Saturday, March 15, 2008


Attitude is everything! We have all heard this phrase on more than one occasion in our lifetime. Early on in life I heard it from my parents and my teachers. When I entered the business world many years ago I heard the phrase or some form of it at virtually every sales or motivational seminar that I attended (and there were many). I heard it so often that I became numb to the phrase and ignored the message.

As I have matured, I have come to realize the power of that message that we have heard time and again. Not only is our attitude something that will have a tremendous impact on the life that we live, it is one of the few things in life that we have full and complete control over. We have the ability to wake up every morning and decide what kind of attitude we will carry with us on any particular day. Good, bad or indifferent, the choice is all our own. It has been said that life is 10% what happens to us and 90% how we react to it.

As coaches, I feel that it is our duty and responsibility to teach strong character traits. Having a positive attitude toward things in life is one of the things that when instilled in a young person will make a lasting difference in their lives. Not only in their athletic performance, but more importantly down the road as life gets a little more difficult for them. As always, we must teach and lead by example. There are endless opportunities on the fields and courts of play for us to take situations that do not turn out as we would have liked and then “turn lemons into lemonade”. In other words, show your athletes that sometimes, situations are only as bad as they want to make them. Their attitude is their choice.

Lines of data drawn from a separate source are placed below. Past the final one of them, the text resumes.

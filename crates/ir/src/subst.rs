//! Register-to-value substitutions.
//!
//! A substitution is a finite map from registers to values. Passes carry
//! one while walking a block, apply it lazily to the values they emit,
//! and restore the pending rules as explicit definitions at control-flow
//! boundaries. Application is single-step: a rewritten register is never
//! rewritten again through another rule.
use std::collections::BTreeMap;

use crate::value::{Pattern, Register, RegisterSet, Value};
use crate::Block;

#[derive(Debug, Clone, Default, PartialEq, Eq)]
pub struct Subst {
    rules: BTreeMap<Register, Value>,
}

impl Subst {
    pub fn new() -> Self {
        Self::default()
    }

    pub fn singleton(r: Register, v: Value) -> Self {
        let mut s = Self::new();
        s.add(r, v);
        s
    }

    /// Adds a rule, overwriting any existing rule for `r`.
    pub fn add(&mut self, r: Register, v: Value) {
        self.rules.insert(r, v);
    }

    pub fn get(&self, r: &Register) -> Option<&Value> {
        self.rules.get(r)
    }

    pub fn is_empty(&self) -> bool {
        self.rules.is_empty()
    }

    pub fn len(&self) -> usize {
        self.rules.len()
    }

    pub fn iter(&self) -> impl Iterator<Item = (&Register, &Value)> {
        self.rules.iter()
    }

    pub fn domain(&self) -> impl Iterator<Item = &Register> {
        self.rules.keys()
    }

    pub fn contains(&self, r: &Register) -> bool {
        self.rules.contains_key(r)
    }

    /// The registers read by any right-hand side.
    pub fn codomain_registers(&self) -> RegisterSet {
        let mut out = RegisterSet::new();
        for v in self.rules.values() {
            v.collect_registers(&mut out);
        }
        out
    }

    /// Removes every rule whose left-hand side is bound by `p`.
    pub fn remove(&mut self, p: &Pattern) {
        match p {
            Pattern::Wildcard => {}
            Pattern::Reg(r) => {
                self.rules.remove(r);
            }
            Pattern::Tuple(ps) => {
                for p in ps {
                    self.remove(p);
                }
            }
        }
    }

    pub fn remove_register(&mut self, r: &Register) {
        self.rules.remove(r);
    }

    /// Removes every rule whose left-hand side is referenced by `v`.
    pub fn remove_value(&mut self, v: &Value) {
        for r in v.registers() {
            self.rules.remove(&r);
        }
    }

    /// Keeps only rules whose left-hand side is in `rs`.
    pub fn restrict(&mut self, rs: &RegisterSet) {
        self.rules.retain(|r, _| rs.contains(r));
    }

    /// Splits off the rules whose left-hand side is in `rs`.
    pub fn split_off(&mut self, rs: &RegisterSet) -> Subst {
        let mut taken = Subst::new();
        for r in rs {
            if let Some(v) = self.rules.remove(r) {
                taken.add(r.clone(), v);
            }
        }
        taken
    }

    /// Substitutes into a value. Structural recursion over tuples; each
    /// register is rewritten by at most one rule.
    pub fn apply(&self, v: &Value) -> Value {
        match v {
            Value::Tag(_) | Value::Unit => v.clone(),
            Value::Reg(r) => self.rules.get(r).cloned().unwrap_or_else(|| v.clone()),
            Value::Tuple(vs) => Value::Tuple(vs.iter().map(|v| self.apply(v)).collect()),
        }
    }

    pub fn apply_register(&self, r: &Register) -> Value {
        self.rules
            .get(r)
            .cloned()
            .unwrap_or_else(|| Value::Reg(r.clone()))
    }

    /// Substitutes into a pattern. Any rule crossing a bound register must
    /// map it to another register; anything else is an invariant breach.
    pub fn apply_pattern(&self, p: &Pattern) -> Pattern {
        match p {
            Pattern::Wildcard => Pattern::Wildcard,
            Pattern::Reg(r) => match self.rules.get(r) {
                None => p.clone(),
                Some(Value::Reg(r2)) => Pattern::Reg(r2.clone()),
                Some(v) => panic!("cannot substitute {v} for bound register {r}"),
            },
            Pattern::Tuple(ps) => Pattern::Tuple(ps.iter().map(|p| self.apply_pattern(p)).collect()),
        }
    }

    /// Applies `self` to the right-hand sides of `other`, then unions the
    /// two rule sets; `other` wins on clashes.
    pub fn compose(&self, other: &Subst) -> Subst {
        let mut out = self.clone();
        for (r, v) in other.iter() {
            out.rules.insert(r.clone(), self.apply(v));
        }
        out
    }

    /// Adds the rules decomposing `p` structurally against `v`.
    pub fn extend_pattern(&mut self, p: &Pattern, v: &Value) {
        match (p, v) {
            (Pattern::Wildcard, _) => {}
            (Pattern::Reg(r), v) => self.add(r.clone(), v.clone()),
            (Pattern::Tuple(ps), Value::Tuple(vs)) => {
                assert_eq!(ps.len(), vs.len(), "tuple arity mismatch in binding");
                for (p, v) in ps.iter().zip(vs) {
                    self.extend_pattern(p, v);
                }
            }
            (Pattern::Tuple(_), v) => {
                panic!("cannot decompose non-tuple value {v} against a tuple pattern")
            }
        }
    }

    /// Prepends a definition for every rule.
    pub fn restore_defs(self, block: Block) -> Block {
        if self.is_empty() {
            block
        } else {
            Block::Def(self, Box::new(block))
        }
    }

    /// As [`Subst::restore_defs`], but only for rules whose left-hand
    /// side is in `rs`.
    pub fn tight_restore_defs(&self, rs: &RegisterSet, block: Block) -> Block {
        let mut kept = Subst::new();
        for (r, v) in self.iter() {
            if rs.contains(r) {
                kept.add(r.clone(), v.clone());
            }
        }
        kept.restore_defs(block)
    }
}

impl FromIterator<(Register, Value)> for Subst {
    fn from_iter<I: IntoIterator<Item = (Register, Value)>>(iter: I) -> Self {
        Self {
            rules: iter.into_iter().collect(),
        }
    }
}
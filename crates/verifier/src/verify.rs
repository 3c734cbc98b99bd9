//! The register-definedness walk.
use stacklang_ir::{
    Block, Label, Pattern, Program, RegisterSet, Subst, TokenPat, TypedBlock,
};

use crate::error::{ErrorKind, WellFormednessError};

/// Checks every block of the program. Returns the first violation found;
/// callers treat any error as fatal.
pub fn verify_program(program: &Program) -> Result<(), WellFormednessError> {
    for (label, typed) in &program.cfg {
        let checker = Checker { program, label };
        checker.check_typed_entry(typed)?;
    }
    Ok(())
}

/// Checks a single block against an initial defined set. Used by passes
/// that want to validate a block they just rebuilt.
pub fn verify_block(
    program: &Program,
    label: &Label,
    block: &Block,
    defined: RegisterSet,
) -> Result<(), WellFormednessError> {
    Checker { program, label }.check(block, defined)
}

struct Checker<'a> {
    program: &'a Program,
    label: &'a Label,
}

impl Checker<'_> {
    fn check_typed_entry(&self, typed: &TypedBlock) -> Result<(), WellFormednessError> {
        self.check(&typed.block, typed.needed_registers.clone())
    }

    fn check(&self, block: &Block, mut defined: RegisterSet) -> Result<(), WellFormednessError> {
        match block {
            Block::Need(rs, k) => {
                self.require_subset(rs, &defined)?;
                self.check(k, rs.clone())
            }
            Block::Push(v, _, k) => {
                self.require_subset(&v.registers(), &defined)?;
                self.check(k, defined)
            }
            Block::Pop(p, k) => {
                self.require_linear(p)?;
                defined.extend(p.registers());
                self.check(k, defined)
            }
            Block::Def(bindings, k) => {
                self.require_subset(&bindings.codomain_registers(), &defined)?;
                defined.extend(bindings.domain().cloned());
                self.check(k, defined)
            }
            Block::Prim(r, p, k) => {
                self.require_subset(&p.registers(), &defined)?;
                defined.insert(r.clone());
                self.check(k, defined)
            }
            Block::Trace(_, k) | Block::Comment(_, k) => self.check(k, defined),
            Block::Die => Ok(()),
            Block::Return(r) => {
                self.require_subset(&[r.clone()].into_iter().collect(), &defined)
            }
            Block::Jump(bindings, target) => self.check_jump(bindings, target, &defined),
            Block::CaseToken(r, branches, default) => {
                self.require_subset(&[r.clone()].into_iter().collect(), &defined)?;
                for branch in branches {
                    let mut branch_defined = defined.clone();
                    if let TokenPat::Single(_, payload) = &branch.pat {
                        branch_defined.insert(payload.clone());
                    }
                    self.check(&branch.body, branch_defined)?;
                }
                if let Some(d) = default {
                    self.check(d, defined)?;
                }
                Ok(())
            }
            Block::CaseTag(r, branches) => {
                self.require_subset(&[r.clone()].into_iter().collect(), &defined)?;
                for branch in branches {
                    self.check(&branch.body, defined.clone())?;
                }
                Ok(())
            }
            Block::TypedBlock(t) => {
                self.require_subset(&t.needed_registers, &defined)?;
                self.check(&t.block, t.needed_registers.clone())
            }
        }
    }

    fn check_jump(
        &self,
        bindings: &Subst,
        target: &Label,
        defined: &RegisterSet,
    ) -> Result<(), WellFormednessError> {
        self.require_subset(&bindings.codomain_registers(), defined)?;

        let Some(needed) = self.program.needed(target) else {
            return Err(self.error(ErrorKind::MissingLabel(target.clone())));
        };

        let mut defined_at_target = defined.clone();
        defined_at_target.extend(bindings.domain().cloned());
        let missing: RegisterSet = needed.difference(&defined_at_target).cloned().collect();
        if missing.is_empty() {
            Ok(())
        } else {
            Err(self.error(ErrorKind::JumpNeedsUndefined {
                target: target.clone(),
                missing,
                defined: defined.clone(),
            }))
        }
    }

    fn require_linear(&self, p: &Pattern) -> Result<(), WellFormednessError> {
        match p.duplicate_register() {
            None => Ok(()),
            Some(r) => Err(self.error(ErrorKind::NonlinearPattern(r))),
        }
    }

    fn require_subset(
        &self,
        wanted: &RegisterSet,
        defined: &RegisterSet,
    ) -> Result<(), WellFormednessError> {
        let undefined: RegisterSet = wanted.difference(defined).cloned().collect();
        if undefined.is_empty() {
            Ok(())
        } else {
            Err(self.error(ErrorKind::UndefinedRegisters {
                undefined,
                defined: defined.clone(),
            }))
        }
    }

    fn error(&self, kind: ErrorKind) -> WellFormednessError {
        WellFormednessError {
            label: self.label.clone(),
            kind,
        }
    }
}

I have a few “favorite sayings” and one of them is “positive things happen to positive people”. I believe that if this one simple message can be instilled in all of those you coach, your success as a coach and mentor will be off the charts.

Friday, February 29, 2008

Are you a good coach or a great coach?

Think about it for a second. I believe that all of us think that we are good coaches or at least we ASPIRE to be good coaches. We make sure that we are organized, we prepare for our practices, and we make sure that we do our best to pass our knowledge of the game on to our players. We teach the fundamentals of our sport from both the physical and the mental side of the game with the hopes that at the end of the season our player’s will be a much more developed and well-rounded athlete. More importantly, as their coach, we do our best to leave our athletes with the desire to continue playing for years to come. We help fuel their passion for the game. And hey…If our record shows more wins than losses, well, that’s pretty good too. If we can achieve these things, then we can go to sleep at night knowing that "Hey, I am a pretty good coach".

But how many of us are GREAT coaches? How many of us ASPIRE to be great coaches? How many of us truly know what it means to be a great coach? I guess that before we can define what being a "great coach" is, we need to define what just "being great" is. All we need do to find the definition of greatness is to turn to the greatest coach of all time….Jesus Christ. For in the Bible, Jesus tells us what the definition of greatness is. In the book of Mark, Jesus says to his Apostles "Whoever wants to become great among you must be your servant, and whoever wants to be first among you must be a slave to all". What does that mean? Well, the message that I get from that passage is that in order to be great, you must put your own needs and wants aside and do everything that you can to assist others in achieving their needs and wants. Not always the easiest thing to do is it?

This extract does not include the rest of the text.